**Requirement**
Your reply should hold only the lines from the records below where "crate" occurs.
[Records to process Boundary: Start]
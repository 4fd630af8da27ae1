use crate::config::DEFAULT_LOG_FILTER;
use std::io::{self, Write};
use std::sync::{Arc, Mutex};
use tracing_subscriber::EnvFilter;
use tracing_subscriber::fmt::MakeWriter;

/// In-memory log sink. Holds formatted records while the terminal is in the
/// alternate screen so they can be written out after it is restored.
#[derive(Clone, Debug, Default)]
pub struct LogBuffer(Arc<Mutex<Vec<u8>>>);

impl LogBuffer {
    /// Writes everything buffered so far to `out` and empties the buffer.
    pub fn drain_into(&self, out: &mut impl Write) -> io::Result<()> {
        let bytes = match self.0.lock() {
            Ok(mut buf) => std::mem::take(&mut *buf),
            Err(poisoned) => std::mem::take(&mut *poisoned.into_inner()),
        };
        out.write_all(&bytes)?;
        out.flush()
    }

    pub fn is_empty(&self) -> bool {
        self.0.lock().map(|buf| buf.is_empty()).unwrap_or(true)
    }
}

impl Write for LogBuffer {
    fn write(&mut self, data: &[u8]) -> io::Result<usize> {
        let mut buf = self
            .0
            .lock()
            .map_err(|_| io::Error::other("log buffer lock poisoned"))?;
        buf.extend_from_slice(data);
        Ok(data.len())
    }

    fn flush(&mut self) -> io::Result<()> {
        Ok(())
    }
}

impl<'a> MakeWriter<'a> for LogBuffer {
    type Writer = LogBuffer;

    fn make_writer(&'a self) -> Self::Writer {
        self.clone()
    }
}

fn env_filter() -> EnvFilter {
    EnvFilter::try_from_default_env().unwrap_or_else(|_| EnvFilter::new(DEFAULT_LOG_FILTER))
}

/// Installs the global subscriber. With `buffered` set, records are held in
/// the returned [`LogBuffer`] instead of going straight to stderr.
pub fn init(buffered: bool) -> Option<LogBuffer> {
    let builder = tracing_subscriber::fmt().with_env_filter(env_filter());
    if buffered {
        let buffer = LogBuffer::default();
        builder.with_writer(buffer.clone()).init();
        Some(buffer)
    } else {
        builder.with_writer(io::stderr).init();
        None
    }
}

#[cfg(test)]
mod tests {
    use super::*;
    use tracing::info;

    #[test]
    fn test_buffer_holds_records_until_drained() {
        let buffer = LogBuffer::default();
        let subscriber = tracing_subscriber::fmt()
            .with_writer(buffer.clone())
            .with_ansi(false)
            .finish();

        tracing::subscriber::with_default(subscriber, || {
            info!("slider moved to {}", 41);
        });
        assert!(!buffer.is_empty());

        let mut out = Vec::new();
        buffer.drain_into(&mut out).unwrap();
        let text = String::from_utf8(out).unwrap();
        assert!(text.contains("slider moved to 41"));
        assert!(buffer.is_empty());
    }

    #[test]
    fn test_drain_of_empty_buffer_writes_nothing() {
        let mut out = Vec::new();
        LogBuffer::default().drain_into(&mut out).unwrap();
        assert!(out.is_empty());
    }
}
[Records to process Boundary: End]
[Records to process Boundary: Start]
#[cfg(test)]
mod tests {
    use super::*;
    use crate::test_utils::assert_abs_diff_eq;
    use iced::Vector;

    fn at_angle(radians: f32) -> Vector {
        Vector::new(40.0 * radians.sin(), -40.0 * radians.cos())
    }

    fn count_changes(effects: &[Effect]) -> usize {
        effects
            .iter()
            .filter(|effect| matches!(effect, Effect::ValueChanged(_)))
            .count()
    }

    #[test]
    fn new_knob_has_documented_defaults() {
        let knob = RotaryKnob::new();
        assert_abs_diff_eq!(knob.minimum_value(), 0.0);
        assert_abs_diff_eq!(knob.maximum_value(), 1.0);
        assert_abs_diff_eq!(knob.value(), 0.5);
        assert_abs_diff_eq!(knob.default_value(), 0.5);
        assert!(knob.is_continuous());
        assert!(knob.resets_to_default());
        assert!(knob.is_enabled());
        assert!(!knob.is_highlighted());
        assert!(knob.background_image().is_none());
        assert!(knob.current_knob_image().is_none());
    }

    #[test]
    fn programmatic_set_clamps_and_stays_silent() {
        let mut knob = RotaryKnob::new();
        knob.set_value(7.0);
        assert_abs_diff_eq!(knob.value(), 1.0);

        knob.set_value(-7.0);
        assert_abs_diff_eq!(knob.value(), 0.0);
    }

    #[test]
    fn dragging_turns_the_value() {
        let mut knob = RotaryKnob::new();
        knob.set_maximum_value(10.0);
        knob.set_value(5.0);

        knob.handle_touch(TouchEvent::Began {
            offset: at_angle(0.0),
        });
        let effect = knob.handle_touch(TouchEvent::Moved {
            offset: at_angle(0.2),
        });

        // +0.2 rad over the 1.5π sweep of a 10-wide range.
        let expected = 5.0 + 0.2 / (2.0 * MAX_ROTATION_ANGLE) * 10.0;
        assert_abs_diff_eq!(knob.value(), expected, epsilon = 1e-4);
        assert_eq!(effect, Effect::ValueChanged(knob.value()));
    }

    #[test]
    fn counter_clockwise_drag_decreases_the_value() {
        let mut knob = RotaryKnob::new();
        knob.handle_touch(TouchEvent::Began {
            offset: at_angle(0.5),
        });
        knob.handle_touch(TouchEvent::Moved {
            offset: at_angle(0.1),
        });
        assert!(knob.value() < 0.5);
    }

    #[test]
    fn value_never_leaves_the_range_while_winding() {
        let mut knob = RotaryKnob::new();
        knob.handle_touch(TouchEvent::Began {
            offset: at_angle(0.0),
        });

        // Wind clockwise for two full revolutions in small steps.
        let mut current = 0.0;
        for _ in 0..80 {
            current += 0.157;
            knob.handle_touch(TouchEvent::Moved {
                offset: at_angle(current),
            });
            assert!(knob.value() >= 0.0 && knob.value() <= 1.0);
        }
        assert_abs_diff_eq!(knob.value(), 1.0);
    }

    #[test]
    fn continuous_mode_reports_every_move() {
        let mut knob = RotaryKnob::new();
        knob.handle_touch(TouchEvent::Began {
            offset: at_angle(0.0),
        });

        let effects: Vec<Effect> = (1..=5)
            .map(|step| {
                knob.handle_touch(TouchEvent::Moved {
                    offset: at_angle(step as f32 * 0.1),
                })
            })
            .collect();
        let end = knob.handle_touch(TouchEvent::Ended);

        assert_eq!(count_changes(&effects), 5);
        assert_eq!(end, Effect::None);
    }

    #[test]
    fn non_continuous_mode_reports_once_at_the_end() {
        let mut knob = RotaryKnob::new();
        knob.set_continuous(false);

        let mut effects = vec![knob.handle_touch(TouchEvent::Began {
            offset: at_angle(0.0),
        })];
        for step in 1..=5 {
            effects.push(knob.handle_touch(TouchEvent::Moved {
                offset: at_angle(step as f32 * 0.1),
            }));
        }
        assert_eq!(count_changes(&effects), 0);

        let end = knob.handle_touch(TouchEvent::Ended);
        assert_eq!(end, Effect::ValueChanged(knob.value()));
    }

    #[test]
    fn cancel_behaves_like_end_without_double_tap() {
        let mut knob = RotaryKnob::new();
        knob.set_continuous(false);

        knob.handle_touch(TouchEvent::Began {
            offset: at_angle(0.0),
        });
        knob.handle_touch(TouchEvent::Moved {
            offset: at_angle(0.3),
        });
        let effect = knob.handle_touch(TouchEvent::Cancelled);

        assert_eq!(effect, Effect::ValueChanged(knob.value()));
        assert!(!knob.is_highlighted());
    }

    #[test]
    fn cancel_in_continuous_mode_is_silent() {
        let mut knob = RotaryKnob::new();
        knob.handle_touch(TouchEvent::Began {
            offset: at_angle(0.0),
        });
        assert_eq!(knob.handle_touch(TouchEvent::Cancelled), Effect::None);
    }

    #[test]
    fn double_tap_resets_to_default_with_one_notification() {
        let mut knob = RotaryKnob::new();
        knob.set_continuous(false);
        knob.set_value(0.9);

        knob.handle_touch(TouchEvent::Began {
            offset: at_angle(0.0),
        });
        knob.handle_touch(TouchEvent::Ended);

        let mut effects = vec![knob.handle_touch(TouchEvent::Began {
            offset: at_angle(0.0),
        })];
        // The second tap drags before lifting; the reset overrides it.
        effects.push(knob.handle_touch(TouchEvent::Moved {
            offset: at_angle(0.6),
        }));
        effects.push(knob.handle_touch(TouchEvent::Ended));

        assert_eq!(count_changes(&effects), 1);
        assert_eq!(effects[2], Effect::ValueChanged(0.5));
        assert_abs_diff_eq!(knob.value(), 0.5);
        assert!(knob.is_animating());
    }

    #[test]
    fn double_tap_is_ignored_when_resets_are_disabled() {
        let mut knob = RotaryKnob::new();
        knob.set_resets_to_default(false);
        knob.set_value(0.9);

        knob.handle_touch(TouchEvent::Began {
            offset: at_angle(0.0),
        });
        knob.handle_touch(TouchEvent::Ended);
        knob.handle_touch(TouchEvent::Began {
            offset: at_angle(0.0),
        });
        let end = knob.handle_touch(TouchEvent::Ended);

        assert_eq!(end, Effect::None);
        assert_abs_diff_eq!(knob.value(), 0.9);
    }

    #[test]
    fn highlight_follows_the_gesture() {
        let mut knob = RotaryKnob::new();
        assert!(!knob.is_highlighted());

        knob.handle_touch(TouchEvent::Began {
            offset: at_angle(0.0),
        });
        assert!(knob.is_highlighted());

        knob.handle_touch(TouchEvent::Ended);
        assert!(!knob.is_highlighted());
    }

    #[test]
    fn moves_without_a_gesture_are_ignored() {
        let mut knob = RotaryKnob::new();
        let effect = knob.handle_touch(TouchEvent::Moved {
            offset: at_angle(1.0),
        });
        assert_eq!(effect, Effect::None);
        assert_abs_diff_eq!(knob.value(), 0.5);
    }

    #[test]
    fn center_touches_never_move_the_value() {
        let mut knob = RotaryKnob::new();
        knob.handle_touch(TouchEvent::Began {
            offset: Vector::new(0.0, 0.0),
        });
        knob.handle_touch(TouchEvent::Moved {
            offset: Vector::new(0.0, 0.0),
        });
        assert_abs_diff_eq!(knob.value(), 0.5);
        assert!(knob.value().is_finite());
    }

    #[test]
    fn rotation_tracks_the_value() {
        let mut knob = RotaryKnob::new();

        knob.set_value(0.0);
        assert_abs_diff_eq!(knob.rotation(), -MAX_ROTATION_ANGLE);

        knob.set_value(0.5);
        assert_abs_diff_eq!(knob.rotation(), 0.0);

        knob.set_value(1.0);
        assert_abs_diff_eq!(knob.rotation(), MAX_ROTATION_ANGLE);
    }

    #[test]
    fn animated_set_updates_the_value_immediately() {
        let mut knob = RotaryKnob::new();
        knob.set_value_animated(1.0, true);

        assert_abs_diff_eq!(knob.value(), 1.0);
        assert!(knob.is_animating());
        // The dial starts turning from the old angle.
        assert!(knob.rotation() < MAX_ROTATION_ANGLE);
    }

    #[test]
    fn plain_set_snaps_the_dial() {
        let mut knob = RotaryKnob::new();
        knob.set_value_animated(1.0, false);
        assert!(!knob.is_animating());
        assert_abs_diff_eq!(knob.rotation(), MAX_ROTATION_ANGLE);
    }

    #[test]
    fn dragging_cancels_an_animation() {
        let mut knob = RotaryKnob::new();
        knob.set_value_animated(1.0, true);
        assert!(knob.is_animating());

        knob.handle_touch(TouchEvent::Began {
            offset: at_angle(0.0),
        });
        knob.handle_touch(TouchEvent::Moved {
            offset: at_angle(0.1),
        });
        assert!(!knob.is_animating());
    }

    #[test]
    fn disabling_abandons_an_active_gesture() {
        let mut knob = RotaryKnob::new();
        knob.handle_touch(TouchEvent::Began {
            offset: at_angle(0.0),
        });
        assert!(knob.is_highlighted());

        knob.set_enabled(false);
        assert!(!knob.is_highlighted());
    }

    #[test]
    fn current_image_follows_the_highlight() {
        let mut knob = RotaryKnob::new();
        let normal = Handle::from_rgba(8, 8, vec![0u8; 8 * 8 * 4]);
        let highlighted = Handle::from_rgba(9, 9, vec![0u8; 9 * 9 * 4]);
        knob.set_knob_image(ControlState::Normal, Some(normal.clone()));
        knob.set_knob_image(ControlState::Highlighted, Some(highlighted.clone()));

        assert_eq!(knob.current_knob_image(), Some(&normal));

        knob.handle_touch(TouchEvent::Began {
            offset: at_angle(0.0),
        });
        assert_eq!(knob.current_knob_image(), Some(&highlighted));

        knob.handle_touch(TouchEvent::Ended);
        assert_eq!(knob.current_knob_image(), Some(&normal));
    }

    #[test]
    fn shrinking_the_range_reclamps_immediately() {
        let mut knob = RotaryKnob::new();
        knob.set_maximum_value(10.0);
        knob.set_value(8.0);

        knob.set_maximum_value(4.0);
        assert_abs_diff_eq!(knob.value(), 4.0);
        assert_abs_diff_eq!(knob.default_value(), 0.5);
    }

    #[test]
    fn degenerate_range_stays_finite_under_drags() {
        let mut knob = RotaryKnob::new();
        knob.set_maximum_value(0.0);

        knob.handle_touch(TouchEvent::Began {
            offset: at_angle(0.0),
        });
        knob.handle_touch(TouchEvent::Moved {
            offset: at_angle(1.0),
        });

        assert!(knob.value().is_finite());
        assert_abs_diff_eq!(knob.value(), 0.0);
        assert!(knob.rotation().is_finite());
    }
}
[Records to process Boundary: End]
[Records to process Boundary: Start]
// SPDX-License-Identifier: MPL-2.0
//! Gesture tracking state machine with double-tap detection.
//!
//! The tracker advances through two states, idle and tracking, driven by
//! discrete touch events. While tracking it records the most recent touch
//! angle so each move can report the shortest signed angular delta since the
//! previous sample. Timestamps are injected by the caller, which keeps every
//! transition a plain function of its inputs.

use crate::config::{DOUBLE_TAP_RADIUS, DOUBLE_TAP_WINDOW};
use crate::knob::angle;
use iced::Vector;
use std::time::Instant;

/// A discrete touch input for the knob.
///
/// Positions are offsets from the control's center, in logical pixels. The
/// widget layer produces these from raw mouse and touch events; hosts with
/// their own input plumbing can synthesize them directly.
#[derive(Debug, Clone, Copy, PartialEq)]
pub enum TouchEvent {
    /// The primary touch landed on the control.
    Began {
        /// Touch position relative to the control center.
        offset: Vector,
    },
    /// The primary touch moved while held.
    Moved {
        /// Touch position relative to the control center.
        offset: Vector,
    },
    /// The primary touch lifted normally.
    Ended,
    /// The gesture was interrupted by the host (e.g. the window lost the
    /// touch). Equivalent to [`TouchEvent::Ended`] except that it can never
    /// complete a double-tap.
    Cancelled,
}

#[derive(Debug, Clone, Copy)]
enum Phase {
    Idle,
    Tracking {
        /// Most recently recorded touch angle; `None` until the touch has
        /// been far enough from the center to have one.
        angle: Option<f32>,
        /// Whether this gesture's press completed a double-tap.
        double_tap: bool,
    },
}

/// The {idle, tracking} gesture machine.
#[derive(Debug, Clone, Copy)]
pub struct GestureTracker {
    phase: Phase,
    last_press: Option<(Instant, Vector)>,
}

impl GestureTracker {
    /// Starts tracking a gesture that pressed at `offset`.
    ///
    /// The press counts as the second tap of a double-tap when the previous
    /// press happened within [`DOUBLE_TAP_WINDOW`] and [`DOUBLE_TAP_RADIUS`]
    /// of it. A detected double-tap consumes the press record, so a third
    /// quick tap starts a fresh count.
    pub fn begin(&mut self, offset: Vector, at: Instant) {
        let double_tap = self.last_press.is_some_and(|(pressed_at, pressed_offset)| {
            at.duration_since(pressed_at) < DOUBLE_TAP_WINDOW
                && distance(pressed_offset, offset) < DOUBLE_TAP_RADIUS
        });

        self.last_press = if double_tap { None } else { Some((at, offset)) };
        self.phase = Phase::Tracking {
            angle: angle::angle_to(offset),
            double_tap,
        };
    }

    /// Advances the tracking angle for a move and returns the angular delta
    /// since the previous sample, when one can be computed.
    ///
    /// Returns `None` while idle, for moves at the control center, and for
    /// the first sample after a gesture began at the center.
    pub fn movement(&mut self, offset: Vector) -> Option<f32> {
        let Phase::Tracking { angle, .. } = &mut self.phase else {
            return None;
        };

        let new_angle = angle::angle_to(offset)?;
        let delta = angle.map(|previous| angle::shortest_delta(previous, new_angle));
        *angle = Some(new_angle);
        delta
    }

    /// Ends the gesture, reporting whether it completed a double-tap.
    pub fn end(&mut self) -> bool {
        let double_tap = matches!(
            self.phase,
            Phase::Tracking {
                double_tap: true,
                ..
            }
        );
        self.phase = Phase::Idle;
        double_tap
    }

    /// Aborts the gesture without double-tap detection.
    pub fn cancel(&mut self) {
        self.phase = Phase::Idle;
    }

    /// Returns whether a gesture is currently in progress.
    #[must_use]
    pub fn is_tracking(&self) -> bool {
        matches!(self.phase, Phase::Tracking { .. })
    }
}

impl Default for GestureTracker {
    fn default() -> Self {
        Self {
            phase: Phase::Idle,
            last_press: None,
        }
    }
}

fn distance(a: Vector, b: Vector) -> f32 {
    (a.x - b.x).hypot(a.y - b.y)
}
[Records to process Boundary: End]
**Solution**
use crate::config::DEFAULT_LOG_FILTER;
    use crate::test_utils::assert_abs_diff_eq;
use crate::config::{DOUBLE_TAP_RADIUS, DOUBLE_TAP_WINDOW};
use crate::knob::angle;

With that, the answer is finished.